■ Exercise aim ■
Print the records below exactly; all of them are needed.
────────
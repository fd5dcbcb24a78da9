//! Validated settings

use crate::schema::{RawConfig, RawLocation, RawSubcommandSet};
use cellblock_api::{Executor, Location};
use std::path::PathBuf;
use std::time::Duration;

/// Validated settings ready for use by the daemon and the registries
#[derive(Debug, Clone, Default)]
pub struct Settings {
    pub daemon: DaemonConfig,
    pub sentences: SentencePolicy,
    pub groups: GroupPolicy,
    /// Only consulted while upgrading old prisoner records
    pub legacy_backup_location: Option<Location>,
    pub subcommands: Subcommands,
}

impl Settings {
    /// Convert from raw config (after validation)
    pub fn from_raw(raw: RawConfig) -> Self {
        let change_group = raw.permissions.change_group.unwrap_or(false);
        let prisoner_group = raw
            .permissions
            .prisoner_group
            .map(|g| g.trim().to_string())
            .filter(|g| !g.is_empty());

        Self {
            daemon: DaemonConfig::from_raw(raw.daemon),
            sentences: SentencePolicy {
                offline_time: raw.sentences.offline_time.unwrap_or(false),
                sweep_interval: Duration::from_secs(
                    raw.sentences.sweep_interval_seconds.unwrap_or(1),
                ),
                autosave_interval: match raw.sentences.autosave_minutes.unwrap_or(5) {
                    0 => None,
                    minutes => Some(Duration::from_secs(minutes * 60)),
                },
            },
            groups: GroupPolicy {
                change_group,
                prisoner_group: if change_group { prisoner_group } else { None },
            },
            legacy_backup_location: raw.legacy.backup_location.map(convert_location),
            subcommands: Subcommands {
                on_jail: SubcommandSet::from_raw(raw.subcommands.on_jail),
                on_release: SubcommandSet::from_raw(raw.subcommands.on_release),
            },
        }
    }
}

/// Daemon configuration
#[derive(Debug, Clone)]
pub struct DaemonConfig {
    pub socket_path: PathBuf,
    pub data_dir: PathBuf,
}

impl DaemonConfig {
    fn from_raw(raw: crate::schema::RawDaemonConfig) -> Self {
        Self {
            socket_path: raw
                .socket_path
                .unwrap_or_else(cellblock_util::default_socket_path),
            data_dir: raw.data_dir.unwrap_or_else(cellblock_util::default_data_dir),
        }
    }
}

impl Default for DaemonConfig {
    fn default() -> Self {
        Self {
            socket_path: cellblock_util::default_socket_path(),
            data_dir: cellblock_util::default_data_dir(),
        }
    }
}

/// How sentences are counted
#[derive(Debug, Clone, PartialEq, Eq)]
pub struct SentencePolicy {
    /// When true, a sentence keeps running while the prisoner is offline
    pub offline_time: bool,
    pub sweep_interval: Duration,
    /// None disables autosave
    pub autosave_interval: Option<Duration>,
}

impl Default for SentencePolicy {
    fn default() -> Self {
        Self {
            offline_time: false,
            sweep_interval: Duration::from_secs(1),
            autosave_interval: Some(Duration::from_secs(5 * 60)),
        }
    }
}

/// Permission group handling
#[derive(Debug, Clone, Default, PartialEq, Eq)]
pub struct GroupPolicy {
    pub change_group: bool,
    /// Set only when `change_group` is enabled
    pub prisoner_group: Option<String>,
}

/// On-jail and on-release command hooks
#[derive(Debug, Clone, Default)]
pub struct Subcommands {
    pub on_jail: SubcommandSet,
    pub on_release: SubcommandSet,
}

/// Commands run as the prisoner and as the console
#[derive(Debug, Clone, Default, PartialEq, Eq)]
pub struct SubcommandSet {
    pub as_prisoner: Vec<String>,
    pub as_console: Vec<String>,
}

impl SubcommandSet {
    fn from_raw(raw: RawSubcommandSet) -> Self {
        Self {
            as_prisoner: clean_commands(raw.as_prisoner),
            as_console: clean_commands(raw.as_console),
        }
    }

    pub fn is_empty(&self) -> bool {
        self.as_prisoner.is_empty() && self.as_console.is_empty()
    }

    /// Fill `{prisoner}` and `{player}` and pair each command with its executor.
    ///
    /// Prisoner commands come first, then console commands.
    pub fn render(&self, prisoner: &str, player: &str) -> Vec<(Executor, String)> {
        let fill = |cmd: &String| cmd.replace("{prisoner}", prisoner).replace("{player}", player);

        self.as_prisoner
            .iter()
            .map(|cmd| (Executor::Prisoner, fill(cmd)))
            .chain(self.as_console.iter().map(|cmd| (Executor::Console, fill(cmd))))
            .collect()
    }
}

fn clean_commands(commands: Vec<String>) -> Vec<String> {
    commands
        .into_iter()
        .map(|c| c.trim().trim_start_matches('/').to_string())
        .filter(|c| !c.is_empty())
        .collect()
}

fn convert_location(raw: RawLocation) -> Location {
    Location::new(raw.world, raw.x, raw.y, raw.z)
        .with_rotation(raw.yaw.unwrap_or(0.0), raw.pitch.unwrap_or(0.0))
}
────────
■ Answer box ■
repository fd5dcbcb24a78da9
//! Validated settings

use crate::schema::{RawConfig, RawLocation, RawSubcommandSet};
use cellblock_api::{Executor, Location};
use std::path::PathBuf;
use std::time::Duration;

/// Validated settings ready for use by the daemon and the registries
#[derive(Debug, Clone, Default)]
pub struct Settings {
    pub daemon: DaemonConfig,
    pub sentences: SentencePolicy,
    pub groups: GroupPolicy,
    /// Only consulted while upgrading old prisoner records
    pub legacy_backup_location: Option<Location>,
    pub subcommands: Subcommands,
}

impl Settings {
    /// Convert from raw config (after validation)
    pub fn from_raw(raw: RawConfig) -> Self {
        let change_group = raw.permissions.change_group.unwrap_or(false);
        let prisoner_group = raw
            .permissions
            .prisoner_group
            .map(|g| g.trim().to_string())
            .filter(|g| !g.is_empty());

        Self {
            daemon: DaemonConfig::from_raw(raw.daemon),
            sentences: SentencePolicy {
                offline_time: raw.sentences.offline_time.unwrap_or(false),
                sweep_interval: Duration::from_secs(
                    raw.sentences.sweep_interval_seconds.unwrap_or(1),
                ),
                autosave_interval: match raw.sentences.autosave_minutes.unwrap_or(5) {
                    0 => None,
                    minutes => Some(Duration::from_secs(minutes * 60)),
                },
            },
            groups: GroupPolicy {
                change_group,
                prisoner_group: if change_group { prisoner_group } else { None },
            },
            legacy_backup_location: raw.legacy.backup_location.map(convert_location),
            subcommands: Subcommands {
                on_jail: SubcommandSet::from_raw(raw.subcommands.on_jail),
                on_release: SubcommandSet::from_raw(raw.subcommands.on_release),
            },
        }
    }
}

/// Daemon configuration
#[derive(Debug, Clone)]
pub struct DaemonConfig {
    pub socket_path: PathBuf,
    pub data_dir: PathBuf,
}

impl DaemonConfig {
    fn from_raw(raw: crate::schema::RawDaemonConfig) -> Self {
        Self {
            socket_path: raw
                .socket_path
                .unwrap_or_else(cellblock_util::default_socket_path),
            data_dir: raw.data_dir.unwrap_or_else(cellblock_util::default_data_dir),
        }
    }
}

impl Default for DaemonConfig {
    fn default() -> Self {
        Self {
            socket_path: cellblock_util::default_socket_path(),
            data_dir: cellblock_util::default_data_dir(),
        }
    }
}

/// How sentences are counted
#[derive(Debug, Clone, PartialEq, Eq)]
pub struct SentencePolicy {
    /// When true, a sentence keeps running while the prisoner is offline
    pub offline_time: bool,
    pub sweep_interval: Duration,
    /// None disables autosave
    pub autosave_interval: Option<Duration>,
}

impl Default for SentencePolicy {
    fn default() -> Self {
        Self {
            offline_time: false,
            sweep_interval: Duration::from_secs(1),
            autosave_interval: Some(Duration::from_secs(5 * 60)),
        }
    }
}

/// Permission group handling
#[derive(Debug, Clone, Default, PartialEq, Eq)]
pub struct GroupPolicy {
    pub change_group: bool,
    /// Set only when `change_group` is enabled
    pub prisoner_group: Option<String>,
}

/// On-jail and on-release command hooks
#[derive(Debug, Clone, Default)]
pub struct Subcommands {
    pub on_jail: SubcommandSet,
    pub on_release: SubcommandSet,
}

/// Commands run as the prisoner and as the console
#[derive(Debug, Clone, Default, PartialEq, Eq)]
pub struct SubcommandSet {
    pub as_prisoner: Vec<String>,
    pub as_console: Vec<String>,
}

impl SubcommandSet {
    fn from_raw(raw: RawSubcommandSet) -> Self {
        Self {
            as_prisoner: clean_commands(raw.as_prisoner),
            as_console: clean_commands(raw.as_console),
        }
    }

    pub fn is_empty(&self) -> bool {
        self.as_prisoner.is_empty() && self.as_console.is_empty()
    }

    /// Fill `{prisoner}` and `{player}` and pair each command with its executor.
    ///
    /// Prisoner commands come first, then console commands.
    pub fn render(&self, prisoner: &str, player: &str) -> Vec<(Executor, String)> {
        let fill = |cmd: &String| cmd.replace("{prisoner}", prisoner).replace("{player}", player);

        self.as_prisoner
            .iter()
            .map(|cmd| (Executor::Prisoner, fill(cmd)))
            .chain(self.as_console.iter().map(|cmd| (Executor::Console, fill(cmd))))
            .collect()
    }
}

fn clean_commands(commands: Vec<String>) -> Vec<String> {
    commands
        .into_iter()
        .map(|c| c.trim().trim_start_matches('/').to_string())
        .filter(|c| !c.is_empty())
        .collect()
}

fn convert_location(raw: RawLocation) -> Location {
    Location::new(raw.world, raw.x, raw.y, raw.z)
        .with_rotation(raw.yaw.unwrap_or(0.0), raw.pitch.unwrap_or(0.0))
}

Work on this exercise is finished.